Med 2.: O quê que nós vamos fazer aí pra resolver isso. É: Lucas?

(Pausa de 17 segundos)

Rdo.: Xô vê. Oh! Essa bomba aqui eu pago toda. Pronto, pra num ter conversa, pra num ter (...)

A ameaça de fiscalização é uma invocação da ordem normativa que levou o reclamado a mudar de postura e direção a um sinal de cooperação (a disposição de pagar a bomba). É importante dizer que – em um momento seguinte, ao perceber que no desenrolar da sessão a ameaça da fiscalização não era efetiva – o reclamado voltou a endurecer sua posição e o acordo saiu mais conforme o seu interesse, uma vez que a mediadora, após intenso debate, aceitou a tese da aprovação do carro pelo mecânico. Fica claro no trecho que o reclamante, ao perceber a ameaça de fiscalização, reforça a posição do Procon (Med 2.: = Mas tem que ter uma nota de venda, ué. / Rte 1.: Mas tem que ter tudo, uê.). Evidentemente essa é uma manobra que pode lhe render um acordo favorável. Quanto ao reclamado, após uma pausa diante da ameaça, decide examinar a nota e negociar uma bomba. Esse é um recuo tático fundamental para aliviar a pressão do Procon.

* * *

Outro contexto de interação retórica é fornecido pela situação de debate político eleitoral na televisão, que é regulado por normas preestabelecidas e acordadas entre as partes. A principal ação possível, e a única permitida, expressa-se pelo uso da fala cronometrada. Artifícios retóricos devem levar em consideração possíveis punições previstas no regulamento do debate que basicamente podem dar ao adversário mais tempo em direitos de resposta, ou a ter a própria palavra cassada. A audiência é complexa, sendo formada pelos interlocutores presentes na interação – o auditório de assessores e convidados – e pelos eleitores telespectadores. Aqui, por razões técnicas e analíticas, falaremos apenas das interações entre os interlocutores. O controle que o mediador exerce sobre os debatedores pode mostrar-se um lastro considerável para a vigência ou não da estrutura normativa e para a capacidade de contestá-la.
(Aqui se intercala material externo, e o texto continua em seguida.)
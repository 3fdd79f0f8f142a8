//! Wires a [`ScanConfig`] to the mock board and the scan orchestrator.

use crate::config::ScanConfig;
use anyhow::{Context, Result};
use daq_driver_mock::{MockBoard, TomlConfigLoader};
use daq_experiment::{build_scan, Hardware, ScanOrchestrator, ScanReport};
use daq_processing::AnalysisResult;
use std::fmt::Write as _;
use tokio_util::sync::CancellationToken;
use tracing::info;

/// Build the simulated readout board described by the `mock` section.
pub fn build_board(config: &ScanConfig) -> Result<MockBoard> {
    let mock = &config.mock;
    let mut builder = MockBoard::builder()
        .channels(config.mock_channels())
        .mode(mock.mode)
        .simulation(mock.simulation())
        .error_config(mock.error_config()?);
    if let Some(seed) = mock.seed {
        builder = builder.seed(seed);
    }
    Ok(builder.build())
}

/// Run the configured scan to completion on a mock board.
///
/// Blocking; call from a dedicated thread when an async runtime is involved.
pub fn run_scan(config: &ScanConfig, cancel: CancellationToken) -> Result<ScanReport> {
    config.validate().context("Invalid scan configuration")?;

    let board = build_board(config)?;
    info!(channels = ?board.channels(), mode = ?config.mock.mode, "Mock board ready");

    let mut scan = build_scan(&config.scan_settings());
    let mut orchestrator = ScanOrchestrator::new(
        config.orchestrator_config(),
        Hardware::new(board.tx(), board.rx()),
        TomlConfigLoader,
    )
    .with_cancel_token(cancel);

    let report = orchestrator
        .execute(scan.as_mut())
        .with_context(|| format!("{} failed", scan.name()))?;

    let counts = board.counters();
    info!(
        triggers = counts.triggers,
        tx_disable = counts.tx_disable,
        rx_disable = counts.rx_disable,
        "Board released"
    );
    Ok(report)
}

/// Human-readable summary printed by the CLI after a scan.
pub fn render_report(report: &ScanReport) -> String {
    let mut out = String::new();
    let _ = writeln!(out, "Scan: {}", report.scan);
    let _ = writeln!(
        out,
        "Fragments: {} read, {} decoded ({} events, {} hits, {} skipped words)",
        report.readout.produced,
        report.processing.consumed,
        report.decode.events,
        report.decode.hits,
        report.decode.orphan_records + report.decode.unknown_words,
    );
    if report.discarded > 0 {
        let _ = writeln!(out, "Discarded at teardown: {}", report.discarded);
    }
    let _ = writeln!(out);

    for outcome in &report.channels {
        let _ = writeln!(
            out,
            "Channel {}: {} histograms",
            outcome.channel, outcome.histogram.produced
        );
        for result in &outcome.results {
            match result {
                AnalysisResult::Tot(tot) => {
                    let _ = writeln!(
                        out,
                        "  ToT: {} pixels, mean {:.2}, sigma {:.2}",
                        tot.pixels_with_hits, tot.mean_of_means, tot.mean_sigma
                    );
                }
                AnalysisResult::Occupancy(occ) => {
                    let _ = writeln!(
                        out,
                        "  Occupancy: expected {}, {} bad pixels",
                        occ.expected, occ.bad_pixels
                    );
                }
                AnalysisResult::Histogram(_) => {}
            }
        }
    }

    let _ = writeln!(out);
    let _ = write!(out, "{}", report.timings);
    out
}

#[cfg(test)]
mod tests {
    use super::*;
    use daq_experiment::ScanKind;

    fn small_scan(kind: ScanKind) -> ScanConfig {
        let mut config = ScanConfig::default();
        config.scan.kind = kind;
        config.scan.mask_stages = 2;
        config.scan.injections = 1;
        config.mock.seed = Some(7);
        config
    }

    #[test]
    fn test_run_digital_scan() {
        let report = run_scan(&small_scan(ScanKind::Digital), CancellationToken::new()).unwrap();
        assert_eq!(report.scan, "digital_scan");
        assert_eq!(report.channels.len(), 1);

        let text = render_report(&report);
        assert!(text.contains("Channel 0"));
        assert!(text.contains("Occupancy: expected 1, 0 bad pixels"));
        assert!(text.contains("Total"));
    }

    #[test]
    fn test_board_follows_tx_mask() {
        let mut config = ScanConfig::default();
        config.front_end.tx_mask = 0b110;
        let board = build_board(&config).unwrap();
        assert_eq!(board.channels(), vec![1, 2]);
    }

    #[test]
    fn test_invalid_config_fails_before_scan() {
        let mut config = small_scan(ScanKind::Tot);
        config.pipeline.analysis_channels = vec![];
        let err = run_scan(&config, CancellationToken::new()).unwrap_err();
        assert!(err.to_string().contains("Invalid scan configuration"));
    }

    #[test]
    fn test_cancelled_before_start() {
        let cancel = CancellationToken::new();
        cancel.cancel();
        let err = run_scan(&small_scan(ScanKind::Tot), cancel).unwrap_err();
        let daq = err.downcast_ref::<daq_core::error::DaqError>().unwrap();
        assert!(matches!(daq, daq_core::error::DaqError::Cancelled));
    }
}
O primeiro debate entre os candidatos à presidência da República deu-se em 4 de agosto de 2002, organizado pela rede de televisão Bandeirantes. Foram convidados os quatro principais candidatos, que se encontravam mais bem colocados nas pesquisas. Eram eles: Luiz Inácio Lula da Silva, Ciro Gomes, José Serra e Anthony Garotinho. Estávamos a dois meses da realização das eleições no primeiro turno e os candidatos encontravam-se nas pesquisas da seguinte forma: Lula liderava com vantagem; Ciro encontrava-se em segundo, com uma boa vantagem sobre Serra, o terceiro; e Garotinho vinha em quarto7 7 . A pesquisa do Instituto Brasileiro de Opinião Pública e Estatística – IBOPE realizada entre 27 e 29 de julho (5 dias antes do debate), apontava Lula com 34%, Ciro 25%, Serra 14%, Garotinho 11%, brancos e nulos 5%, indecisos 10%, outros 1%. . A mediadora foi a jornalista Márcia Peltier. Os candidatos estavam dispostos da esquerda para a direita: Serra, Lula, Garotinho e Ciro separados por uma considerável distância e com microfones isolados.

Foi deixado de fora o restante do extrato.